**Task directions**: Go line by line through the data and copy those with the word "their".

**Recorded information**:
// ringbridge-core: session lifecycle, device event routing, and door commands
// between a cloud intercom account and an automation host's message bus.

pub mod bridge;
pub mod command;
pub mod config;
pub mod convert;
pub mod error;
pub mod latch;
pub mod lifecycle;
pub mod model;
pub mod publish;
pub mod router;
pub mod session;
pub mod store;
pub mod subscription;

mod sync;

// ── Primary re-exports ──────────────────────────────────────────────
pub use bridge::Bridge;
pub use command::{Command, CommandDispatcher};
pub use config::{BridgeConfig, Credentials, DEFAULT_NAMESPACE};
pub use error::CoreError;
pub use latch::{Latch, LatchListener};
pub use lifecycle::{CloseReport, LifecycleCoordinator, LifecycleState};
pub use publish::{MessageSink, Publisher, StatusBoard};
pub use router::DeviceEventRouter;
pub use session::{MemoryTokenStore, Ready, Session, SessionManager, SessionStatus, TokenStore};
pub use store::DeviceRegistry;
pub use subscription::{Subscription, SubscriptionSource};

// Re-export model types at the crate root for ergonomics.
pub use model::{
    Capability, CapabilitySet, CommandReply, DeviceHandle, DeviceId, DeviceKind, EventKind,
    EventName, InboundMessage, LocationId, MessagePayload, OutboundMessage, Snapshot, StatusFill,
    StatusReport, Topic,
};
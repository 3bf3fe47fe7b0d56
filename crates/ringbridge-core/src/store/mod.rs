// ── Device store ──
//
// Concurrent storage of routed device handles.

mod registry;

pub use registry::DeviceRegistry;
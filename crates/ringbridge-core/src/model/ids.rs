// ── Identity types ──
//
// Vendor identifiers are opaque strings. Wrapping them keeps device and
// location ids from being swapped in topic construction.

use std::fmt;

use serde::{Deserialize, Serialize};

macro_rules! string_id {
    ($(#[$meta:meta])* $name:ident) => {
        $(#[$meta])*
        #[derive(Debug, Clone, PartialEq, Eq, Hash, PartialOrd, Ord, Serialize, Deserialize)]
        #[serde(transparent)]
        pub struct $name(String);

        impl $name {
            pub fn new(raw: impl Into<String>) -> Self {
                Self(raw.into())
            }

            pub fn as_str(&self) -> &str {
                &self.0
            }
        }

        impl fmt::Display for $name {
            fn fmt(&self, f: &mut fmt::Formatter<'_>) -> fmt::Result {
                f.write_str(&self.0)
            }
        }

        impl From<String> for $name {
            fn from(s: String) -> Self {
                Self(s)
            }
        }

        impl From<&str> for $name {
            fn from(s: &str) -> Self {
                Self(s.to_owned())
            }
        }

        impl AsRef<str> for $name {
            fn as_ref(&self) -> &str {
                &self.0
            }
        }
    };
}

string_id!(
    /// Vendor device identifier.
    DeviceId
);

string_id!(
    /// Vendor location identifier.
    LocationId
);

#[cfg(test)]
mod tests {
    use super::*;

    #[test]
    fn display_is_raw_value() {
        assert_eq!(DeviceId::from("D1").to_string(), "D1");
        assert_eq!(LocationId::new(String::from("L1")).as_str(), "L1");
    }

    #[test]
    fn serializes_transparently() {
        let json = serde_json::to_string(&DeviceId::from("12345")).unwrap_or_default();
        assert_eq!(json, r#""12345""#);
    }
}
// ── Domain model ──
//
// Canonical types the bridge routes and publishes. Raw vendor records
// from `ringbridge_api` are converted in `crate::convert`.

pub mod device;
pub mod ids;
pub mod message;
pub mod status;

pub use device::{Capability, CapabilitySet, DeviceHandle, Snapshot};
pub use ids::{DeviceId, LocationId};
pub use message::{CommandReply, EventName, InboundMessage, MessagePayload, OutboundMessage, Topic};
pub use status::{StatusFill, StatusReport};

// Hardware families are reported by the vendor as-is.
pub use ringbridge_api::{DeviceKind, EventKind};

...

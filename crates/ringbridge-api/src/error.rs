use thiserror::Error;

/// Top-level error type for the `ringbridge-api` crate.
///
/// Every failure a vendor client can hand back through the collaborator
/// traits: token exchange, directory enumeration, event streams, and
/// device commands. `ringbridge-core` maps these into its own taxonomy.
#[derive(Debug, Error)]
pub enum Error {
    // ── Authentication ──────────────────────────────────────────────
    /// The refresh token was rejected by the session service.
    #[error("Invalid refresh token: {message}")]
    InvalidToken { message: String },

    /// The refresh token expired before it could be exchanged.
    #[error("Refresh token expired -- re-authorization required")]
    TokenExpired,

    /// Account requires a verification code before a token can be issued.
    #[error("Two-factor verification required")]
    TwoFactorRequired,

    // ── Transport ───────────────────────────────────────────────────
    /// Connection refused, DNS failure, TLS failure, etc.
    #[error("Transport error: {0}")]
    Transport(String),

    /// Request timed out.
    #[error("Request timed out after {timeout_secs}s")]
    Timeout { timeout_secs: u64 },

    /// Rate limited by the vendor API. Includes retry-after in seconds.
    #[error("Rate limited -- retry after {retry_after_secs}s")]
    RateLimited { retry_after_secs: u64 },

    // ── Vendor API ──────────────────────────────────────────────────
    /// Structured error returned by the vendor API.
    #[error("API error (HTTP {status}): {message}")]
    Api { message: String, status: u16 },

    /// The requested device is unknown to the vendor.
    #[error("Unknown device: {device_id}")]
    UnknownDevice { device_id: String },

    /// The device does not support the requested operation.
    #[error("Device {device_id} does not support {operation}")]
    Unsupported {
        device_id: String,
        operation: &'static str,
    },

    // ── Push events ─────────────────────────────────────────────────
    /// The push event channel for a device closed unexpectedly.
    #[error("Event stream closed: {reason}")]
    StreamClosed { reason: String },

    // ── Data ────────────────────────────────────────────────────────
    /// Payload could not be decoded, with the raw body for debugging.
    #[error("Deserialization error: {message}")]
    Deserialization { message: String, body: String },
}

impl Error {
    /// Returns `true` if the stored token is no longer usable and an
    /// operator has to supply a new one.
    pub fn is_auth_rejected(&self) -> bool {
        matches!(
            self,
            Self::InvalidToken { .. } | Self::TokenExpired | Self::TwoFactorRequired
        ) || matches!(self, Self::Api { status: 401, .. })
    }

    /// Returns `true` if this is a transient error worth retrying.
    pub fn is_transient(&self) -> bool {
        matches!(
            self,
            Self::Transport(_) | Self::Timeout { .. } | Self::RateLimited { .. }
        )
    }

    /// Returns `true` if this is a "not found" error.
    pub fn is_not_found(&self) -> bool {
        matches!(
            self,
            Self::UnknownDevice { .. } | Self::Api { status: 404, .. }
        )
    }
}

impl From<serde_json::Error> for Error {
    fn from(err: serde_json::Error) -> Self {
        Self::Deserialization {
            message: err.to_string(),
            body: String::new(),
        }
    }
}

---

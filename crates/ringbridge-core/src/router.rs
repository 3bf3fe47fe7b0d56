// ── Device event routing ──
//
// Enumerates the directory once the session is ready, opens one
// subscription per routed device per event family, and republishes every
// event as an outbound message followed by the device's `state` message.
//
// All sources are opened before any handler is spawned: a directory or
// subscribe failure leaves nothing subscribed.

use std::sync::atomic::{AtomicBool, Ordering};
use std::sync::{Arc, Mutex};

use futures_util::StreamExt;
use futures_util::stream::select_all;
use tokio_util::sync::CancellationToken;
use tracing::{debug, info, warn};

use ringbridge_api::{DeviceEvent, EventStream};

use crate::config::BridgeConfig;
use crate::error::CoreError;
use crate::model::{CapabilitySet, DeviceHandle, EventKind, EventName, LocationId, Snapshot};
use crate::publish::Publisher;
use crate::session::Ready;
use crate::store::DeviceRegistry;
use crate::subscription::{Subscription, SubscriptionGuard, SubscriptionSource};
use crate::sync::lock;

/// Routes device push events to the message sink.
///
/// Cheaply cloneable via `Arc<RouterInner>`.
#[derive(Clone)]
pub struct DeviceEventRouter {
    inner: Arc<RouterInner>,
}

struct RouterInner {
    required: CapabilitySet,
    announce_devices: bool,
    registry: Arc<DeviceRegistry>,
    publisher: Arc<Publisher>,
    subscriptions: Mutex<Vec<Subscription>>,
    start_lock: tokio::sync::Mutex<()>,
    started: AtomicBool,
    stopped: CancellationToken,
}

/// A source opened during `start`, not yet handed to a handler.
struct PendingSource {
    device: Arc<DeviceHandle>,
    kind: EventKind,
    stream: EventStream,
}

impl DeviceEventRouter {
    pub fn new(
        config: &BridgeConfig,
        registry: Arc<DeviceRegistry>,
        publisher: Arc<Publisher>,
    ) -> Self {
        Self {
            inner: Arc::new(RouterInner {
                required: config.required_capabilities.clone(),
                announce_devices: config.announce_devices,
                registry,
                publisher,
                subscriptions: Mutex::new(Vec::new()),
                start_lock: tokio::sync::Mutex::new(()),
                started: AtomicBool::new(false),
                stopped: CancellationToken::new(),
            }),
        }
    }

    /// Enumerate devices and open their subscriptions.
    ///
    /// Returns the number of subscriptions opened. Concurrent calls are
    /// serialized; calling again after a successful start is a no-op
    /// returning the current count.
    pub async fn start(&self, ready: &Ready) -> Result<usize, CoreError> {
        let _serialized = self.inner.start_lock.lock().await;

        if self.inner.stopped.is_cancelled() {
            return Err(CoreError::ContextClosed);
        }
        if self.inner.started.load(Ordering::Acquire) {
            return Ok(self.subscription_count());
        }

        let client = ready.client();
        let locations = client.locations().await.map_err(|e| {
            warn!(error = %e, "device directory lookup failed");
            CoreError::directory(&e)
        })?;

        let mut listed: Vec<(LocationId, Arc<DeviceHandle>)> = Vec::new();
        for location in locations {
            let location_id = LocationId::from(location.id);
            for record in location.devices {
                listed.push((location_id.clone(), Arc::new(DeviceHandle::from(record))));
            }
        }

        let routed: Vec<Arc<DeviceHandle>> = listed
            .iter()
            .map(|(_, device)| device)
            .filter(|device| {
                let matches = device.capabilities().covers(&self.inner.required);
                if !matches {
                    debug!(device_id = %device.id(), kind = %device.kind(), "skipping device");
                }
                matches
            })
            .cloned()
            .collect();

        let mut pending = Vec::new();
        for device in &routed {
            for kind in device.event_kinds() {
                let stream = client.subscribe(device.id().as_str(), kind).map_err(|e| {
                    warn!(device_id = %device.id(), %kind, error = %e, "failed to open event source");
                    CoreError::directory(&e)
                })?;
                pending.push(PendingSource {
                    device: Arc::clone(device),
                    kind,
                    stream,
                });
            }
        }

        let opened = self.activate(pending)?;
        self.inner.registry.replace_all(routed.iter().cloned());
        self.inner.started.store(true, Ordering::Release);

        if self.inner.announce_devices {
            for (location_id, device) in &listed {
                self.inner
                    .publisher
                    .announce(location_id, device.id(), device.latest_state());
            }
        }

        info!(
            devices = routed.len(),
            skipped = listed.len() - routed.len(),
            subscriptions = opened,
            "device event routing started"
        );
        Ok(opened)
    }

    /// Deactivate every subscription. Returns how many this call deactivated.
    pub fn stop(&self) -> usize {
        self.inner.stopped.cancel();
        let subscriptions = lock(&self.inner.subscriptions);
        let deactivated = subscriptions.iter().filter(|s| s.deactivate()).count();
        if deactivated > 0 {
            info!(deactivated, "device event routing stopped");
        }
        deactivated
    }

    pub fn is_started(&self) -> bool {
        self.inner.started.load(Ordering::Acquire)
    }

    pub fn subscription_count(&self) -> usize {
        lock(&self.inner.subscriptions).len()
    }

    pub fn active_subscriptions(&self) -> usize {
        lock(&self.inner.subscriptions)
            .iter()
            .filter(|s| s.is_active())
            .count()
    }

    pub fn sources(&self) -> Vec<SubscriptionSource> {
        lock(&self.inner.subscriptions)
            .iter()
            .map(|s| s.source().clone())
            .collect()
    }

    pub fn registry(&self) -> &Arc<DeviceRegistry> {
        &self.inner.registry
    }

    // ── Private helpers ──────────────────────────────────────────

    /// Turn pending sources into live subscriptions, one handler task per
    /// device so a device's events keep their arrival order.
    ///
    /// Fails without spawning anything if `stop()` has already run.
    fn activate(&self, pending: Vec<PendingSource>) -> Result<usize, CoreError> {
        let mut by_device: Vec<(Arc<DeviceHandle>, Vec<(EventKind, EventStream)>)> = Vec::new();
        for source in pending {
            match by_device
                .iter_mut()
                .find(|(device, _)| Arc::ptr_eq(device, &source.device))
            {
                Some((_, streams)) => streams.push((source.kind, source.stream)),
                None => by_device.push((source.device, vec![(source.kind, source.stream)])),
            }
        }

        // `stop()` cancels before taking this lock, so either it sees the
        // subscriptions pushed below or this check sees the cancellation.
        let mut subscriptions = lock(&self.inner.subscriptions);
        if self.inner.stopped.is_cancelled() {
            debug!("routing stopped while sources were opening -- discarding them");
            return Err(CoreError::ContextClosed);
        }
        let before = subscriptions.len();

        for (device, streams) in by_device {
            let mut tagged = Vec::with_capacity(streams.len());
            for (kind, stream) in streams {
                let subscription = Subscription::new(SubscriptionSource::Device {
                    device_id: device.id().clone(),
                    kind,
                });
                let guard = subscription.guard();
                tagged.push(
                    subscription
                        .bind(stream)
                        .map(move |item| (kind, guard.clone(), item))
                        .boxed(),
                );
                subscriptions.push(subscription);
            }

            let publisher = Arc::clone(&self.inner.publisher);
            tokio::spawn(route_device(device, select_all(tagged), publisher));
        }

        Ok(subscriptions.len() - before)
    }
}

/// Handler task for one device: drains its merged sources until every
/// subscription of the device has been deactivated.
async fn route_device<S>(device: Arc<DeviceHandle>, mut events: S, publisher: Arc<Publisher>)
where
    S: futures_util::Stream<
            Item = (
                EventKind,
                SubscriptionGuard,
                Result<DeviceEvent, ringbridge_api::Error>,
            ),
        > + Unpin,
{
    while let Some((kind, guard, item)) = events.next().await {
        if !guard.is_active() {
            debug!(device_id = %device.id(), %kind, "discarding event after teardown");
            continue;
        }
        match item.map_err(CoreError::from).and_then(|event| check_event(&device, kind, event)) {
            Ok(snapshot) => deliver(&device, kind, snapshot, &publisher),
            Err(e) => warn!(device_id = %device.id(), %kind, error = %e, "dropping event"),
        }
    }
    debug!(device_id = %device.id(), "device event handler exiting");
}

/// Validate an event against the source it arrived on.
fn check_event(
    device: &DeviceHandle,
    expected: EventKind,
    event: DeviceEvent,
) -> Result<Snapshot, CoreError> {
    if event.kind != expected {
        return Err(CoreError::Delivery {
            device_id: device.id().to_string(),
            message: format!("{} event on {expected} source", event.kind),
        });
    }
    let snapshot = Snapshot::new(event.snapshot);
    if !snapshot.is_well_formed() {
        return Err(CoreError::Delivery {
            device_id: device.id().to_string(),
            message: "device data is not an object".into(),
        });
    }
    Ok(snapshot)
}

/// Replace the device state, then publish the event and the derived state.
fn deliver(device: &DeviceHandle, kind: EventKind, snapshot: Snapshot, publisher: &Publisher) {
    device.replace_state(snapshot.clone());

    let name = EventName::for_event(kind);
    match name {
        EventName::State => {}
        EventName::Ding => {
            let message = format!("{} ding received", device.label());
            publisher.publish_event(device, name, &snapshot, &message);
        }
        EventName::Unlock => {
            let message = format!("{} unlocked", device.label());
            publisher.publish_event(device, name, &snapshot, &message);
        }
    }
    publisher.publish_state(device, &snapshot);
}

**Response area**:
    /// Enumerate devices and open their subscriptions.
    /// device so a device's events keep their arrival order.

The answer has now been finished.